Lots of DD comparison figures out now too which claims up to 53x faster

I know it is all sales and marketing but it does look like 7.6 is a major step forward when used on an appliance but as it is pretty knew you may not find anyone that has fully put it to the test yet

Hope this all helps

Mark_Solutions
Level 6
Partner Accredited Certified

The "official" 7.5 test of Accelerator Vs NDMP was as follows:

20 Million Files (1.31 TB)
10 Volumes, 2 Million 64kb files per volume (small files highlight inefficiency of NFS)
NFS mounted on Linux client

NDMP backup - 215 minutes

MSDP - NO acclerator - 100% de-dupe - 612 minutes

MSDP - acclerator - 0% de-dupe - 610 minutes

MSDP - acclerator - 89% de-dupe - 77 minutes

MSDP - acclerator - 94% de-dupe - 40 minutes

MSDP - acclerator - 97% de-dupe - 27 minutes

MSDP - acclerator - 100% de-dupe - 19 minutes

You would expect 7.6 to be better than this

This shows that it is all down to the de-dupe rates you get in your environment

Hope this also helps

HoneyBadger1972
Level 2

That is great information, what I like to see...

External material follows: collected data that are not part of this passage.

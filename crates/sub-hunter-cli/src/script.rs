//! Scripted pilot input.
//!
//! A script is a JSON array of `{ "tick": N, "command": "..." }` entries.
//! Commands are applied just before the given tick is simulated, in file
//! order.

use std::collections::BTreeMap;
use std::path::Path;

use anyhow::{Context, Result};
use serde::Deserialize;
use sub_hunter_core::ControlCommand;

/// One scripted input.
#[derive(Debug, Clone, Copy, PartialEq, Eq, Deserialize)]
pub struct ScriptEntry {
    /// Tick before which the command is applied.
    pub tick: u64,
    /// The command.
    pub command: ControlCommand,
}

/// Commands grouped by tick.
#[derive(Debug, Default, Clone)]
pub struct Script {
    by_tick: BTreeMap<u64, Vec<ControlCommand>>,
}

impl Script {
    /// Builds a script from entries, keeping file order within a tick.
    pub fn from_entries(entries: impl IntoIterator<Item = ScriptEntry>) -> Self {
        let mut by_tick: BTreeMap<u64, Vec<ControlCommand>> = BTreeMap::new();
        for entry in entries {
            by_tick.entry(entry.tick).or_default().push(entry.command);
        }
        Self { by_tick }
    }

    /// Parses a script from JSON text.
    pub fn from_json(json: &str) -> Result<Self> {
        let entries: Vec<ScriptEntry> =
            serde_json::from_str(json).context("script is not a list of tick/command entries")?;
        Ok(Self::from_entries(entries))
    }

    /// Reads and parses a script file.
    pub fn load(path: &Path) -> Result<Self> {
        let json = std::fs::read_to_string(path)
            .with_context(|| format!("failed to read script {}", path.display()))?;
        Self::from_json(&json).with_context(|| format!("failed to parse script {}", path.display()))
    }

    /// Commands to apply before `tick`.
    pub fn commands_at(&self, tick: u64) -> &[ControlCommand] {
        self.by_tick
            .get(&tick)
            .map(Vec::as_slice)
            .unwrap_or_default()
    }

    /// Total number of scripted commands.
    pub fn len(&self) -> usize {
        self.by_tick.values().map(Vec::len).sum()
    }
}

Would you say that having 7.2TB (130 million files, mostly image files that once posted dont change) would not work well with NFS mounts?  This is a file location that people upload pictures to via a web front end, pics are uploaded and cut into many smaller files to allow users to browse these picture collections to be browsed through a web page kind of like google maps from what I have been told, using tiles.  ANYWAY... we do not back up this entire file system more than one a quarter.  We do run weekly fulls and daily incrementals on the most recent quarter of files.  This quarterly folder grows over time until the next quarter beings, then we point to a new quartly folder and change our backup source...  maybe more detail than you want, but sometimes it is the details that bite you in the @$$.

We have another large file system that is your more traditional, unstructured file storage.  Office files, PDFs, Acad files, Revit files, some media files, etc.

 

Also, your list of details above shows Accelerator backups overtime and makes sense.  For the NDMP detail you have listed, I assume the first time was a level 0 dump, how fast are the level 1 dumps after that?  What dedupe rates would it look like with NDMP overtime?

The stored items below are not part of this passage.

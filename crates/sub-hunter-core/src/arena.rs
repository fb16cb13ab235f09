//! Arena module: the sole owner of every simulated entity.
//!
//! The Arena provides:
//! - Entity storage with deterministic iteration order (`BTreeMap`)
//! - Entity lifecycle management (spawn, mark for removal, compact)
//! - Tick tracking
//!
//! # Removal
//!
//! Entities are never structurally removed while a tick is running. A
//! destroyed entity is *marked* with [`Arena::mark_for_removal`]; marked
//! entities are invisible to the live iterators and are dropped by
//! [`Arena::compact`] once every entity has been updated. Marking an entity
//! twice, or marking one that no longer exists, is a no-op that returns
//! `false`.
//!
//! # Example
//!
//! ```
//! use sub_hunter_core::arena::Arena;
//! use sub_hunter_core::entity::{EntityInner, Kinematics, ExplosionComponents};
//! use glam::Vec2;
//!
//! let mut arena = Arena::new();
//! let id = arena.spawn(
//!     Kinematics::new(Vec2::ZERO, 0.0, 360.0),
//!     EntityInner::Explosion(ExplosionComponents::default()),
//! );
//!
//! assert!(arena.mark_for_removal(id));
//! assert!(!arena.mark_for_removal(id));
//! assert!(!arena.is_live(id));
//!
//! let removed = arena.compact();
//! assert_eq!(removed.len(), 1);
//! assert!(arena.get(id).is_none());
//! ```

use std::collections::{BTreeMap, BTreeSet};

use serde::{Deserialize, Serialize};
use tracing::trace;

use crate::entity::{Entity, EntityId, EntityInner, EntityTag, Kinematics};

/// Container for all simulation entities.
///
/// Iteration is always in ascending [`EntityId`] order. IDs are assigned
/// monotonically, so newer entities iterate after older ones.
#[derive(Debug, Clone, Default, Serialize, Deserialize)]
pub struct Arena {
    /// Monotonically increasing entity ID counter.
    next_id: u64,
    /// Entity storage with deterministic iteration order.
    entities: BTreeMap<EntityId, Entity>,
    /// Entities destroyed this tick, awaiting compaction.
    pending_removal: BTreeSet<EntityId>,
    /// Current simulation tick.
    tick: u64,
}

impl Arena {
    /// Creates a new empty arena at tick 0.
    #[must_use]
    pub fn new() -> Self {
        Self::default()
    }

    /// Spawns a new entity and returns its ID.
    pub fn spawn(&mut self, kinematics: Kinematics, inner: EntityInner) -> EntityId {
        let id = EntityId::new(self.next_id);
        self.next_id += 1;
        self.entities.insert(id, Entity::new(id, kinematics, inner));
        id
    }

    /// Returns an entity by ID, including entities marked for removal.
    #[must_use]
    pub fn get(&self, id: EntityId) -> Option<&Entity> {
        self.entities.get(&id)
    }

    /// Returns a mutable entity by ID, including entities marked for removal.
    #[must_use]
    pub fn get_mut(&mut self, id: EntityId) -> Option<&mut Entity> {
        self.entities.get_mut(&id)
    }

    /// Returns a live (present and not marked) entity by ID.
    #[must_use]
    pub fn get_live(&self, id: EntityId) -> Option<&Entity> {
        if self.pending_removal.contains(&id) {
            return None;
        }
        self.entities.get(&id)
    }

    /// Returns true if the entity exists and is not marked for removal.
    #[must_use]
    pub fn is_live(&self, id: EntityId) -> bool {
        self.get_live(id).is_some()
    }

    /// Temporarily removes an entity so it can be updated in isolation.
    ///
    /// The caller must hand it back with [`Arena::restore`].
    pub fn take(&mut self, id: EntityId) -> Option<Entity> {
        self.entities.remove(&id)
    }

    /// Returns an entity previously obtained from [`Arena::take`].
    pub fn restore(&mut self, entity: Entity) {
        self.entities.insert(entity.id(), entity);
    }

    /// Marks an entity for removal at the end of the tick.
    ///
    /// Returns `false` if the entity is absent or already marked.
    pub fn mark_for_removal(&mut self, id: EntityId) -> bool {
        if !self.entities.contains_key(&id) {
            trace!(entity = %id, "removal of absent entity ignored");
            return false;
        }
        if !self.pending_removal.insert(id) {
            trace!(entity = %id, "entity already marked for removal");
            return false;
        }
        true
    }

    /// Returns true if the entity is awaiting compaction.
    #[must_use]
    pub fn is_pending_removal(&self, id: EntityId) -> bool {
        self.pending_removal.contains(&id)
    }

    /// Drops every marked entity and returns them in ID order.
    pub fn compact(&mut self) -> Vec<Entity> {
        let pending = std::mem::take(&mut self.pending_removal);
        pending
            .into_iter()
            .filter_map(|id| self.entities.remove(&id))
            .collect()
    }

    /// Returns an iterator over all entity IDs in sorted order.
    pub fn entity_ids_sorted(&self) -> impl Iterator<Item = EntityId> + '_ {
        self.entities.keys().copied()
    }

    /// Returns an iterator over all entities in sorted order.
    pub fn entities_sorted(&self) -> impl Iterator<Item = &Entity> + '_ {
        self.entities.values()
    }

    /// Returns an iterator over mutable entities in sorted order.
    pub fn entities_sorted_mut(&mut self) -> impl Iterator<Item = &mut Entity> + '_ {
        self.entities.values_mut()
    }

    /// Returns an iterator over live entities in sorted order.
    pub fn live_entities(&self) -> impl Iterator<Item = &Entity> + '_ {
        self.entities
            .values()
            .filter(move |e| !self.pending_removal.contains(&e.id()))
    }

    /// Returns the IDs of live entities of the given kind.
    pub fn ids_with_tag(&self, tag: EntityTag) -> impl Iterator<Item = EntityId> + '_ {
        self.live_entities()
            .filter(move |e| e.tag() == tag)
            .map(Entity::id)
    }

    /// Returns the number of stored entities, including marked ones.
    #[must_use]
    pub fn entity_count(&self) -> usize {
        self.entities.len()
    }

    /// Returns the number of live entities of the given kind.
    #[must_use]
    pub fn count_tag(&self, tag: EntityTag) -> usize {
        self.ids_with_tag(tag).count()
    }

    /// Returns true if the arena holds no entities.
    #[must_use]
    pub fn is_empty(&self) -> bool {
        self.entities.is_empty()
    }

    /// Returns the current simulation tick.
    #[must_use]
    pub const fn current_tick(&self) -> u64 {
        self.tick
    }

    /// Advances the simulation tick counter.
    pub fn advance_tick(&mut self) {
        self.tick += 1;
    }
}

Also, as I understand it, NBU does some kind of dynamic fixed block level dedupe.  DD/Avamar claim to be the "only" true variable block length dedupe.  What say you?  Is there some definative documentation about how NBU handles dedupe?  I know I have read how you have performance trade offs with variable vs fixed length and the question to be is what works well enough for us given the cost trade offs of the systems.

 

HoneyBadger1972
Level 2

Also, how did you make the NFS mounts?  Did you connect directly from the appliance or did you have to have a windows machine act as a proxy?

Mark_Solutions
Level 6
Partner Accredited Certified

The NFS mounts can be whereever you like - on the appliance itself but usually on a Windows / Unix Client

De-Dupe for image file is not always great - so this will apply whether using NDMP or Accelerator - the only way to really find out it to try it

The de-dupe does go deeper than on a file basis but it does really help if you have multiple similar files as although not true de-dupe all of the time the single instance does come into play

The issue i guess is what happens every quarter when you start a new folder

What accelerator will give you is that even with a full backup only the "new" images will get backed up as the others are already in the de-dupe database - so it will track the changes nicely and shoul dstill give good rates.

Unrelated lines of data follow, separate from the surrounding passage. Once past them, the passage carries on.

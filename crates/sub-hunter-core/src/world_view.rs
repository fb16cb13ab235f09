//! Read-only view of the arena handed to a behavior during its update.
//!
//! The entity being updated is taken out of the arena for the duration of
//! its update, so it never appears in its own view. Entities marked for
//! removal earlier in the tick are hidden as well.

use crate::arena::Arena;
use crate::entity::{Entity, EntityId, EntityTag};

/// Read-only access to every other live entity.
#[derive(Debug, Clone, Copy)]
pub struct WorldView<'a> {
    arena: &'a Arena,
    tick: u64,
}

impl<'a> WorldView<'a> {
    /// Creates a view over `arena` for the given tick.
    #[must_use]
    pub fn new(arena: &'a Arena, tick: u64) -> Self {
        Self { arena, tick }
    }

    /// Returns the tick being simulated.
    #[must_use]
    pub const fn tick(&self) -> u64 {
        self.tick
    }

    /// Returns a live entity by ID.
    #[must_use]
    pub fn get(&self, id: EntityId) -> Option<&'a Entity> {
        self.arena.get_live(id)
    }

    /// Iterates every live entity visible to the caller, in ID order.
    pub fn others(&self) -> impl Iterator<Item = &'a Entity> + 'a {
        self.arena.live_entities()
    }

    /// Returns the first live entity of the given kind.
    #[must_use]
    pub fn first_of(&self, tag: EntityTag) -> Option<&'a Entity> {
        self.others().find(|e| e.tag() == tag)
    }
}
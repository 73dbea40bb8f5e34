#![allow(dead_code)]

use pagelet::testing::{FakeDocument, FakeNavigator, ScriptedFormRuntime, StaticTransport};
use pagelet::{Bus, BusBuilder};
use std::sync::Arc;

/// A fully wired bus plus handles to every fake collaborator.
pub struct TestHost {
    pub transport: Arc<StaticTransport>,
    pub document: Arc<FakeDocument>,
    pub navigator: Arc<FakeNavigator>,
    pub runtime: Arc<ScriptedFormRuntime>,
    pub bus: Arc<Bus>,
}

/// A bus with all bundled extensions and fake collaborators.
pub fn host() -> TestHost {
    let transport = Arc::new(StaticTransport::new());
    let document = Arc::new(FakeDocument::new());
    let navigator = Arc::new(FakeNavigator::at("http://app.test/list?page=1"));
    let runtime = Arc::new(ScriptedFormRuntime::accepting());
    let bus = BusBuilder::new(transport.clone())
        .document(document.clone())
        .navigator(navigator.clone())
        .form_runtime(runtime.clone())
        .build();
    TestHost {
        transport,
        document,
        navigator,
        runtime,
        bus: Arc::new(bus),
    }
}

/// A bus with no extensions at all, over a static transport.
pub fn bare_bus() -> (Arc<StaticTransport>, Bus) {
    let transport = Arc::new(StaticTransport::new());
    let bus = Bus::new(transport.clone());
    (transport, bus)
}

For your traditional file systems it will work really well using accelerator

I dont have any other figures - or the NDMP Vs Acclerator figures for 7.6 yet

Hope all of this helps - it is something that is always specific to your environment so the proof will come in the testing to be honest and predictions really cannot be made

Technically as far as NBU De-Dupe is concerned (at least up to 7.5) :

It ocurrs at the file and file segment level

The fixed level "intelligent" de-dupe is used to optimise performance (CPU and Memory)

The block size could actually be changed if required for a particular installation but would probably need to be put past support if you wanted to do that.